• Your instructions:
The required answer is every line of the data containing the word "accessed".

Dataset entries:
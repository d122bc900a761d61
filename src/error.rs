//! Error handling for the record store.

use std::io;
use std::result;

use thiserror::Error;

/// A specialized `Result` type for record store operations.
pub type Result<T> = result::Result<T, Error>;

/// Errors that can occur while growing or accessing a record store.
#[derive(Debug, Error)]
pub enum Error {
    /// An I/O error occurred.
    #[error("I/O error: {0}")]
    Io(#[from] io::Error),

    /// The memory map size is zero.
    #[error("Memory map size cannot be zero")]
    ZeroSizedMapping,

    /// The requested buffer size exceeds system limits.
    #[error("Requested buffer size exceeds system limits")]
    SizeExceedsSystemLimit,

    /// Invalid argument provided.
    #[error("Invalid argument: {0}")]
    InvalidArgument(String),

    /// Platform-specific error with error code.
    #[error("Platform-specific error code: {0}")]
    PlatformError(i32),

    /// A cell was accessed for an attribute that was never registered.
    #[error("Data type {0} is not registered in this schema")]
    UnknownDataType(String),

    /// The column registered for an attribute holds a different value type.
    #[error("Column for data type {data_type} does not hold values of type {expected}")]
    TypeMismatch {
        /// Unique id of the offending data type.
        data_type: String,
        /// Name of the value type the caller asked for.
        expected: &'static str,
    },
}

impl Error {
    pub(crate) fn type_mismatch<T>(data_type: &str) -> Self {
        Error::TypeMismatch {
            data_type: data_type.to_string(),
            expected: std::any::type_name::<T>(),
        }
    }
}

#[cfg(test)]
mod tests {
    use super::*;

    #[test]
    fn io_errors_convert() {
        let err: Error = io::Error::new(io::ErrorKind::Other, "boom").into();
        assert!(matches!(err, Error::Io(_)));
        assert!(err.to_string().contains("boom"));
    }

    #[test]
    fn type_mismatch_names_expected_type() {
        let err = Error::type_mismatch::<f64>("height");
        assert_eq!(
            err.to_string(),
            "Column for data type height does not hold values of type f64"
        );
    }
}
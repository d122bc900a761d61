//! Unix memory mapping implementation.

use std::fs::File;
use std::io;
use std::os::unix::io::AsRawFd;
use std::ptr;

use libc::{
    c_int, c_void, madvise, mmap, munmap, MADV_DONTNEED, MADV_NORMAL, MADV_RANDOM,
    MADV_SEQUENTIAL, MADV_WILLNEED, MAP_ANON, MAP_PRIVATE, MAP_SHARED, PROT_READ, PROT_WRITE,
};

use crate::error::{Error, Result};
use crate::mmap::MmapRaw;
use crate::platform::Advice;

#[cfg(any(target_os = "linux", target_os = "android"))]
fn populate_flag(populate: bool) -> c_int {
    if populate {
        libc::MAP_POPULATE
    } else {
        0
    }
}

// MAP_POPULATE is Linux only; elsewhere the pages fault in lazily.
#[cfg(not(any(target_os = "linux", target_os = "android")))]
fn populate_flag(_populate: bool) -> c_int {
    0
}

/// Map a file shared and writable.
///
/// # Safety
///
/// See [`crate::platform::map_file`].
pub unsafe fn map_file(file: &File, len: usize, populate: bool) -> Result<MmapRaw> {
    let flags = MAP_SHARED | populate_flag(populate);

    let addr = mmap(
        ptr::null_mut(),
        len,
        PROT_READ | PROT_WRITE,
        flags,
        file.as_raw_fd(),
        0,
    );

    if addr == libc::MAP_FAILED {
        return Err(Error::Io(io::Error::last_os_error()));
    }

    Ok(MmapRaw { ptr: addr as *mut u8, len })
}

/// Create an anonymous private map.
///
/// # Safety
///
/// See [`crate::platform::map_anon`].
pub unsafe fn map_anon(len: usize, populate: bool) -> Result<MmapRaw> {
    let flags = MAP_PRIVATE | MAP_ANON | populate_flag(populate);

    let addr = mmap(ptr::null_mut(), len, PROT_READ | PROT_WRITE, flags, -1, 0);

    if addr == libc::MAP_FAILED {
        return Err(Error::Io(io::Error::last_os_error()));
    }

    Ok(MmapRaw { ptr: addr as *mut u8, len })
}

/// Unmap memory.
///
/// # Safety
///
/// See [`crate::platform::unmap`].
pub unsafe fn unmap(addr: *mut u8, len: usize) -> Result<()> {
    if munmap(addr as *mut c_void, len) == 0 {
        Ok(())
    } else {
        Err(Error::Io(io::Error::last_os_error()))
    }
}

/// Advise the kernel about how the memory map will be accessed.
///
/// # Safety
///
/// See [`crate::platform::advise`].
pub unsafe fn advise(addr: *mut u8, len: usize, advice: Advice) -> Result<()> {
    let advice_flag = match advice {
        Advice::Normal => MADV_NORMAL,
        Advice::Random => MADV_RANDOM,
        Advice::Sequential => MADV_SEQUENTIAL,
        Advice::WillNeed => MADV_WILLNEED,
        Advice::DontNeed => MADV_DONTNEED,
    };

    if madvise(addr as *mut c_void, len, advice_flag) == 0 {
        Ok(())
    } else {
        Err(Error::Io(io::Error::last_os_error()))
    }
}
--
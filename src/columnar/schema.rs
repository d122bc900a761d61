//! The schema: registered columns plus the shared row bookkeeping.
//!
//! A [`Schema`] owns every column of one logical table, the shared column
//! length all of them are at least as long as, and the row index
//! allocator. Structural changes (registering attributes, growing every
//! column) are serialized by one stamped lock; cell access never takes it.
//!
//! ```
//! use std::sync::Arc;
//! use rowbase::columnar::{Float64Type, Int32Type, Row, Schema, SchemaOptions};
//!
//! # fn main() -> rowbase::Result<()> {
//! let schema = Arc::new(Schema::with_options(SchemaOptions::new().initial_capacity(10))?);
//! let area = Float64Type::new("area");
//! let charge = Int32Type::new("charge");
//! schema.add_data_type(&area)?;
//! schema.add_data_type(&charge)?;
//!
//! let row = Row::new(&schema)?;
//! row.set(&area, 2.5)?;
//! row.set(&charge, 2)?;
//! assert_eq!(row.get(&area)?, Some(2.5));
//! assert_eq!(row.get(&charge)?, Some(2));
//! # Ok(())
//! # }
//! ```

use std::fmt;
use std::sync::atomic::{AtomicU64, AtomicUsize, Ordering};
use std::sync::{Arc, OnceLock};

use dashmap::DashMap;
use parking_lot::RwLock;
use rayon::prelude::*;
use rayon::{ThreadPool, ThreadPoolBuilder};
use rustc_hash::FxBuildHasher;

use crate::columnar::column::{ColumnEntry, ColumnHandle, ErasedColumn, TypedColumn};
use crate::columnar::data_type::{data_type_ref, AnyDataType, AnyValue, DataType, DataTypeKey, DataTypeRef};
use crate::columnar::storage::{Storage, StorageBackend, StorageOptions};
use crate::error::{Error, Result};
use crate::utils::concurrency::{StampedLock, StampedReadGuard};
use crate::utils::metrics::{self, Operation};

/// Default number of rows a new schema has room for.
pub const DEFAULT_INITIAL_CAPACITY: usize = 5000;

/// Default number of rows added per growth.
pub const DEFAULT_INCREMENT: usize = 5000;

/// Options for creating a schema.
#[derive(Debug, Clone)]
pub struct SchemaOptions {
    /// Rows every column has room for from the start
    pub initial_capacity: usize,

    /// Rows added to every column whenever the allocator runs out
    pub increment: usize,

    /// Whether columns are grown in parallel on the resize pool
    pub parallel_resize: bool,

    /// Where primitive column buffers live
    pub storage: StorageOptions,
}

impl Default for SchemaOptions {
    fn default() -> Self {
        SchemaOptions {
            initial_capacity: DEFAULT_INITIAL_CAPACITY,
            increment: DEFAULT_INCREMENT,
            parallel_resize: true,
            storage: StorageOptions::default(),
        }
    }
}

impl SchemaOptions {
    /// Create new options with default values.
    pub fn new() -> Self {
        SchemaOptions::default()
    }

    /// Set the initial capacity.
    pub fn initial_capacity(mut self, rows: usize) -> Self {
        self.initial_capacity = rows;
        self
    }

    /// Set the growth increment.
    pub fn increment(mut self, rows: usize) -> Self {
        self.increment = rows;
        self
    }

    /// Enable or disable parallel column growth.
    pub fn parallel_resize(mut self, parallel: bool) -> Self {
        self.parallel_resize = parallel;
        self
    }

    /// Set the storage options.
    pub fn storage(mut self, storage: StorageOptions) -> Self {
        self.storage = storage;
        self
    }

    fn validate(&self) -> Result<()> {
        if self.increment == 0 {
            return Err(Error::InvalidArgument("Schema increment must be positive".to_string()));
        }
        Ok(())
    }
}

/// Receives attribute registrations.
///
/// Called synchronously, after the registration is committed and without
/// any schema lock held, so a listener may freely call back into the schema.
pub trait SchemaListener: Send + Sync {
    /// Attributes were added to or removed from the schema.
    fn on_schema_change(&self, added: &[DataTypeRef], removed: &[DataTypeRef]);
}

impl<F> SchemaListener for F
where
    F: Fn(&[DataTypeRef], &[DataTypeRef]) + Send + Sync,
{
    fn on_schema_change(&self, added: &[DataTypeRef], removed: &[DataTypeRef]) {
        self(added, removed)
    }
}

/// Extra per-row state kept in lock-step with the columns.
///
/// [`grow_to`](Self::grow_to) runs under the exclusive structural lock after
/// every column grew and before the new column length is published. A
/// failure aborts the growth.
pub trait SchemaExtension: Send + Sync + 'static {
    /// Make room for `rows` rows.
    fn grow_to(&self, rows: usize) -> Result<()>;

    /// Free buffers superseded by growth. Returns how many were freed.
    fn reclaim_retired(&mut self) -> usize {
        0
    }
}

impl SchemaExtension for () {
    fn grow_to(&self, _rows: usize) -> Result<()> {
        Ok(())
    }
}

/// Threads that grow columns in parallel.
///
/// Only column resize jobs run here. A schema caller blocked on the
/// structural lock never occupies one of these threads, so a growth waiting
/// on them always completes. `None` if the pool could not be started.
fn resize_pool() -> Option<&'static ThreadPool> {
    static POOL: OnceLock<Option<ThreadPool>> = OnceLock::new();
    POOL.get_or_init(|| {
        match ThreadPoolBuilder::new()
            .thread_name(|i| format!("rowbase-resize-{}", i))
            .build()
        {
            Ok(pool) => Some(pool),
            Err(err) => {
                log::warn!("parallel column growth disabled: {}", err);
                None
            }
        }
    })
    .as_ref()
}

• Exercise output:
    /// A cell was accessed for an attribute that was never registered.
/// Advise the kernel about how the memory map will be accessed.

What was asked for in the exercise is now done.